Before the expansion of Paris in 1860, the land on which was built the monument was on the border of the city, and had privileged access to the residence of the Emperor, the Tuileries Palace, located at the end of Champs Elysées. In addition to being a memorial, the Arc de Triomphe was also a showy gate erected to welcome Napoleon and his troops back from battles.
Arc de Triomphe today
Visitors can climb to its peak for magnificent views or enter the small museum inside it, both of which are included in the entrance fee. A further attraction at the Arc de Triomphe is the Tomb of the Unknown Soldier, which commemorates those who fought in the two World Wars with an eternal flame.

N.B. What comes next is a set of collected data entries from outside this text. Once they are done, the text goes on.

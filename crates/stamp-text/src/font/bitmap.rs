//! Built-in 8x8 bitmap font
//!
//! Used when no outline font can be loaded. Cells are fixed size; the
//! ascender line is the top row of the cell and each cell advances the pen
//! by its full width.

use crate::{BoundingBox, TextMask};

/// Built-in bitmap font with no size control
#[derive(Debug, Clone, Copy, Default, PartialEq, Eq)]
pub struct BitmapFont;

impl BitmapFont {
    pub const NAME: &'static str = "builtin 8x8";

    /// Cell width, height and advance in pixels
    pub const CELL_SIZE: u32 = 8;

    pub fn builtin() -> Self {
        BitmapFont
    }

    /// Bounding box of the set bits of `text`
    pub fn measure(&self, text: &str) -> BoundingBox {
        let mut bbox = BoundingBox::EMPTY;
        for (pen, c) in text.chars().enumerate() {
            let cell = glyph_ink(&char_pattern(c));
            bbox = bbox.union(&cell.translate(pen as i32 * Self::CELL_SIZE as i32, 0));
        }
        bbox
    }

    /// Hard-edged coverage mask of `text`
    pub fn rasterize(&self, text: &str) -> TextMask {
        self.rasterize_within(text, self.measure(text))
    }

    /// Coverage mask of the part of `text` inside `clip`
    pub fn rasterize_within(&self, text: &str, clip: BoundingBox) -> TextMask {
        let bbox = self.measure(text).intersect(&clip);
        let mut mask = TextMask::empty(bbox);
        if bbox.is_empty() {
            return mask;
        }

        for (pen, c) in text.chars().enumerate() {
            let pen_x = pen as i32 * Self::CELL_SIZE as i32;
            for (row, &bits) in char_pattern(c).iter().enumerate() {
                for col in 0..8 {
                    let (x, y) = (pen_x + col, row as i32);
                    if (bits >> (7 - col)) & 1 == 1 && bbox.contains(x, y) {
                        mask.set((x - bbox.left) as u32, (y - bbox.top) as u32, 255);
                    }
                }
            }
        }

        mask
    }
}

/// Ink extent of one cell, relative to the cell origin
fn glyph_ink(pattern: &[u8; 8]) -> BoundingBox {
    let mut bbox = BoundingBox::EMPTY;
    for (row, &bits) in pattern.iter().enumerate() {
        if bits == 0 {
            continue;
        }
        let left = bits.leading_zeros() as i32;
        let right = 8 - bits.trailing_zeros() as i32;
        bbox = bbox.union(&BoundingBox::new(left, row as i32, right, row as i32 + 1));
    }
    bbox
}

/// Get 8x8 bitmap pattern for a character (most significant bit is the leftmost column)
fn char_pattern(c: char) -> [u8; 8] {
    match c.to_ascii_lowercase() {
        '0' => [0b00111100, 0b01000110, 0b01001010, 0b01010010, 0b01100010, 0b01000010, 0b00111100, 0b00000000],
        '1' => [0b00011000, 0b00111000, 0b00011000, 0b00011000, 0b00011000, 0b00011000, 0b01111110, 0b00000000],
        '2' => [0b00111100, 0b01000010, 0b00000010, 0b00001100, 0b00110000, 0b01000000, 0b01111110, 0b00000000],
        '3' => [0b00111100, 0b01000010, 0b00000010, 0b00011100, 0b00000010, 0b01000010, 0b00111100, 0b00000000],
        '4' => [0b00000100, 0b00001100, 0b00010100, 0b00100100, 0b01111110, 0b00000100, 0b00000100, 0b00000000],
        '5' => [0b01111110, 0b01000000, 0b01111100, 0b00000010, 0b00000010, 0b01000010, 0b00111100, 0b00000000],
        '6' => [0b00011100, 0b00100000, 0b01000000, 0b01111100, 0b01000010, 0b01000010, 0b00111100, 0b00000000],
        '7' => [0b01111110, 0b00000010, 0b00000100, 0b00001000, 0b00010000, 0b00010000, 0b00010000, 0b00000000],
        '8' => [0b00111100, 0b01000010, 0b01000010, 0b00111100, 0b01000010, 0b01000010, 0b00111100, 0b00000000],
        '9' => [0b00111100, 0b01000010, 0b01000010, 0b00111110, 0b00000010, 0b00000100, 0b00111000, 0b00000000],
        'a' => [0b00111100, 0b01000010, 0b01000010, 0b01111110, 0b01000010, 0b01000010, 0b01000010, 0b00000000],
        'b' => [0b01111100, 0b01000010, 0b01000010, 0b01111100, 0b01000010, 0b01000010, 0b01111100, 0b00000000],
        'c' => [0b00111100, 0b01000010, 0b01000000, 0b01000000, 0b01000000, 0b01000010, 0b00111100, 0b00000000],
        'd' => [0b01111000, 0b01000100, 0b01000010, 0b01000010, 0b01000010, 0b01000100, 0b01111000, 0b00000000],
        'e' => [0b01111110, 0b01000000, 0b01000000, 0b01111100, 0b01000000, 0b01000000, 0b01111110, 0b00000000],
        'f' => [0b01111110, 0b01000000, 0b01000000, 0b01111100, 0b01000000, 0b01000000, 0b01000000, 0b00000000],
        'g' => [0b00111100, 0b01000010, 0b01000000, 0b01001110, 0b01000010, 0b01000010, 0b00111100, 0b00000000],
        'h' => [0b01000010, 0b01000010, 0b01000010, 0b01111110, 0b01000010, 0b01000010, 0b01000010, 0b00000000],
        'i' => [0b00111100, 0b00011000, 0b00011000, 0b00011000, 0b00011000, 0b00011000, 0b00111100, 0b00000000],
        'j' => [0b00001110, 0b00000100, 0b00000100, 0b00000100, 0b00000100, 0b01000100, 0b00111000, 0b00000000],
        'k' => [0b01000100, 0b01001000, 0b01010000, 0b01100000, 0b01010000, 0b01001000, 0b01000100, 0b00000000],
        'l' => [0b01000000, 0b01000000, 0b01000000, 0b01000000, 0b01000000, 0b01000000, 0b01111110, 0b00000000],
        'm' => [0b01000010, 0b01100110, 0b01011010, 0b01000010, 0b01000010, 0b01000010, 0b01000010, 0b00000000],
        'n' => [0b01000010, 0b01100010, 0b01010010, 0b01001010, 0b01000110, 0b01000010, 0b01000010, 0b00000000],
        'o' => [0b00111100, 0b01000010, 0b01000010, 0b01000010, 0b01000010, 0b01000010, 0b00111100, 0b00000000],
        'p' => [0b01111100, 0b01000010, 0b01000010, 0b01111100, 0b01000000, 0b01000000, 0b01000000, 0b00000000],
        'q' => [0b00111100, 0b01000010, 0b01000010, 0b01000010, 0b01001010, 0b01000100, 0b00111010, 0b00000000],
        'r' => [0b01111100, 0b01000010, 0b01000010, 0b01111100, 0b01010000, 0b01001000, 0b01000100, 0b00000000],
        's' => [0b00111100, 0b01000010, 0b01000000, 0b00111100, 0b00000010, 0b01000010, 0b00111100, 0b00000000],
        't' => [0b01111110, 0b00011000, 0b00011000, 0b00011000, 0b00011000, 0b00011000, 0b00011000, 0b00000000],
        'u' => [0b01000010, 0b01000010, 0b01000010, 0b01000010, 0b01000010, 0b01000010, 0b00111100, 0b00000000],
        'v' => [0b01000010, 0b01000010, 0b01000010, 0b01000010, 0b00100100, 0b00100100, 0b00011000, 0b00000000],
        'w' => [0b01000010, 0b01000010, 0b01000010, 0b01000010, 0b01011010, 0b01100110, 0b01000010, 0b00000000],
        'x' => [0b01000010, 0b00100100, 0b00011000, 0b00011000, 0b00011000, 0b00100100, 0b01000010, 0b00000000],
        'y' => [0b01000010, 0b01000010, 0b00100100, 0b00011000, 0b00011000, 0b00011000, 0b00011000, 0b00000000],
        'z' => [0b01111110, 0b00000100, 0b00001000, 0b00010000, 0b00100000, 0b01000000, 0b01111110, 0b00000000],
        '.' => [0b00000000, 0b00000000, 0b00000000, 0b00000000, 0b00000000, 0b00011000, 0b00011000, 0b00000000],
        ',' => [0b00000000, 0b00000000, 0b00000000, 0b00000000, 0b00011000, 0b00011000, 0b00110000, 0b00000000],
        ':' => [0b00000000, 0b00011000, 0b00011000, 0b00000000, 0b00011000, 0b00011000, 0b00000000, 0b00000000],
        '-' => [0b00000000, 0b00000000, 0b00000000, 0b01111110, 0b00000000, 0b00000000, 0b00000000, 0b00000000],
        '+' => [0b00000000, 0b00011000, 0b00011000, 0b01111110, 0b00011000, 0b00011000, 0b00000000, 0b00000000],
        '!' => [0b00011000, 0b00011000, 0b00011000, 0b00011000, 0b00011000, 0b00000000, 0b00011000, 0b00000000],
        '?' => [0b00111100, 0b01000010, 0b00000010, 0b00001100, 0b00010000, 0b00000000, 0b00010000, 0b00000000],
        _ => [0; 8],
    }
}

Among the various decorations adorning the Arc de Triomphe. Do not miss Le Départ des Volontaires en 1792, also known as la Marseillaise, representing the French people in their diversity (revolutionary, royalist and Bonapartist) going together to battle. A republican french icon, built under King Louis Philippe in 1833.
Do not miss The attic either at the top of the arch, with 30 shields on which are engraved the names of the great battles of the Revolution and the Empire. Battles you will also see on the large arcades.
Finally, note that 2 times a year, the sun sets in the exact center of the arch, phenomenon you can enjoy from the Champs-Elysées. This breathtaking sight occurs in May and August. It is recommended one visits after 6:30 p.m., when the flame of the unknown soldier is lit and the Champs-Elysées is bathed in shimmering lights. From the observation deck at the top of the arch, breathtaking views of the Eiffel Tower, the Sacré Coeur, and the Louvre are also in store.
Getting to Arc de Triomphe
The celebrated arch is located at the west end of the Avenue des Champs-Elysées, on the Place Charles de Gaulle (often also referred to as the Place de l’Etoile).If travelling via metro, the closest station is Charles de Gaulle Etoile which can be accessed via Line 1, 2 or 6.